-3

I am trying to inplement a simulation of a simplified blackjack game that will return the best policy at each state s.

The blackjack simulation seems to work properly, but i somehow get an error when trying to apply the Q learning algorithm to reach the optimal policy.

Here's my code, i believe it's well documented, error is in the Q-learning block, starting at ~line 170, it is also reproducible :

#Application reinforcement learning for black jack. We will suppose here that the croupier only has 1 pack of cards

#Initial tabs 
packinit = c(rep(1,4), rep(2,4),rep(3,4),rep(4,4),rep(5,4),rep(6,4),rep(7,4),rep(8,4),
            rep(9,4),rep(10,16))
#In our game and for simplicifaction of the problem, aces will always count as 1. Other figures are worth 10.
#If both player and croupier have same score, then player looses.
#Croupier will draw cards until he has 17 or more. 

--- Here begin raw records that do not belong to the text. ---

//! Blocking bounded MPMC channel with multi-channel select
//!
//! A mutex-guarded bounded channel where any thread may send or receive
//! through the same cloneable [`Channel`] handle, with blocking and
//! non-blocking variants, an explicit close/destroy lifecycle, and a
//! multi-way [`select`] that performs exactly one of a set of proposed
//! operations.
//!
//! ## How It Works
//!
//! ```text
//!                ┌────────────────────────────────────┐
//!                │              Channel               │
//!                │   ┌───┬───┬───┬───┐                │
//!   send ──────► │   │ 0 │ 1 │ 2 │ 3 │   RingBuffer   │ ──────► recv
//!                │   └───┴───┴───┴───┘                │
//!                │   send_waiters ──► [w] [w]         │
//!                │   recv_waiters ──► [w]             │
//!                └────────────────────────────────────┘
//! ```
//!
//! One mutex guards the buffer, the closed flag, and two FIFO waiter
//! queues. A blocking caller that finds the buffer full (send) or empty
//! (recv) parks a `Request` record in the matching queue and sleeps on
//! the record's condvar; whichever operation later makes room or delivers
//! an item pops the head waiter and serves it directly, so waiters of
//! each kind complete in blocking order.
//!
//! ## Close
//!
//! [`Channel::close`] is abortive: every parked waiter wakes with a
//! closed error, every later operation fails the same way, and values
//! still buffered are dropped with the channel rather than delivered.
//! [`Channel::destroy`] consumes a handle once the channel is closed.
//!
//! ## Select
//!
//! [`select`] proposes a list of send/receive operations on any number of
//! channels and performs exactly one. One shared `Request` registers with
//! every channel that cannot serve immediately; the first channel that
//! can, claims the record under its lock. Entries left in the other
//! channels' queues are discarded lazily the next time those queues are
//! served, so no retraction pass is needed.
//!
//! ## Example
//!
//! ```
//! use canale::mpmc::{SelectOp, Selected, channel, select};
//!
//! let ch = channel::<i32>(2);
//!
//! ch.send(1).unwrap();
//! ch.send(2).unwrap();
//! assert!(ch.try_send(3).is_err()); // full
//!
//! assert_eq!(ch.recv().unwrap(), 1);
//!
//! let other = channel::<i32>(1);
//! other.send(7).unwrap();
//!
//! // both ready: the lowest index wins
//! match select(vec![SelectOp::recv(&ch), SelectOp::recv(&other)]).unwrap() {
//!     Selected::Received(index, value) => assert_eq!((index, value), (0, 2)),
//!     Selected::Sent(_) => unreachable!(),
//! }
//! ```
mod channel;
mod error;
mod request;
mod select;
mod waiters;

pub use channel::Channel;
pub use error::{CloseError, DestroyError, RecvError, SelectError, SendError, TryRecvError, TrySendErr};
pub use select::{Selected, SelectOp, select};

/// Creates a channel with a buffer of exactly `capacity` slots.
///
/// Panics if `capacity` is zero.
pub fn channel<T>(capacity: usize) -> Channel<T> {
    Channel::with_capacity(capacity)
}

handPinit = NULL # will contain hand of player
handCinit = NULL # will contain hand of the croupier 

list = list(handPinit, handCinit, packinit)

# Methods #################################################################################### 
##############################################################################################

#Random integer, returns an integer to choose card 
randInt = function(pack){
  int = runif(1) * length(pack)
  int = int+1
  int = round(int, 0)
  return(int)
}

#Picks a card, asimResults it to the desired hand and deletes it from the package.
pickC = function(hand, pack){

  int = randInt(pack)
  hand = c(hand, pack[int])
  pack = pack[-int]

  return(list(hand, pack))
}

score = function(handC){
  return(sum(handC, na.rm = T))
}

printWinner = function(resultList){
  res = resultList[[4]]
  p = res[1]
  c = res[2]

  if((p > c && p <= 21) || (p <= 21 && c > 21)){
    cat("Player has won with ", p, ", croupier has ", c, ".\n", sep = "")
  }else{
    cat("Player has lost with ", p, ", croupier has ", c, ".\n", sep = "")

  }
}

#Black jack sim : 
simulation = function(handP, handC, pack){

  #Matrix to stock choice and next state, 1st is state, 2nd is choice, 3rd is reward, 4th is start state
  cs = NULL

  #pick first card 
  temp = NULL
  temp = pickC(handP, pack)
  handP = temp[[1]]
  pack = temp[[2]]

  temp = pickC(handC, pack)
  handC = temp[[1]]
  pack = temp[[2]]

  #stock result
  cs = rbind(cs, c(score(handP), 1, 0.1, 0))

  #pick second card 
  temp = pickC(handP, pack)
  handP = temp[[1]]
  pack = temp[[2]]

  temp = pickC(handC, pack)
  handC = temp[[1]]
  pack = temp[[2]]

  #stock result
  cs = rbind(cs, c(score(handP), 1, 0.1, cs[length(cs[,1]), 1]))

  #reward stock final
  reward = NULL

  #to change with algo decision 
  while(score(handC) < 17){
    #rand number to choose action, 1 = draw
    rand = round(2*runif(1),0)
    #if a = 1, draw a card
    if(rand == 1 && score(handP) < 21){
      temp = pickC(handP, pack)
      handP = temp[[1]]
      pack = temp[[2]]
      cs = rbind(cs, c(score(handP), 1, 0.1, cs[length(cs[,1]), 1] ))
    }else{
      cs = rbind(cs, c(score(handP), 0, 0.1, cs[length(cs[,1]), 1]))

    }
    #if croupier < 17, he draws a card
    if(score(handC) < 17){
      temp = pickC(handC, pack)
      handC = temp[[1]]
      pack = temp[[2]]
    }
  }

  #get scores
  scores = c(score(handP), score(handC))
  resultList = list(handP, handC, pack, scores)

  #get reward
  res = resultList[[4]]
  p = res[1]
  c = res[2]
  if((p > c && p <= 21) || (p <= 21 && c > 21)){
    reward = 100
  }else{
    reward = -50
  }

  #AsimResults reward as the reward of the last line of cs
  cs[length(cs[,1]), 3] = reward

  #return full list 
  resultList = list(handP, handC, pack, scores, cs)
  return(resultList)
}

#Function for simulation, outputs tab containins states, actions and choices 
simRand = function(k){
  resultsRand = NULL
  for(i in 1:k){
    #init pack and hands
    pack = c(rep(1,4), rep(2,4),rep(3,4),rep(4,4),rep(5,4),rep(6,4),rep(7,4),rep(8,4),
                 rep(9,4),rep(10,16))
    handC = NULL
    handP = NULL
    #simulation k
    res = simulation(handP, handC, pack)
    resultsRand = rbind(resultsRand, res[[5]])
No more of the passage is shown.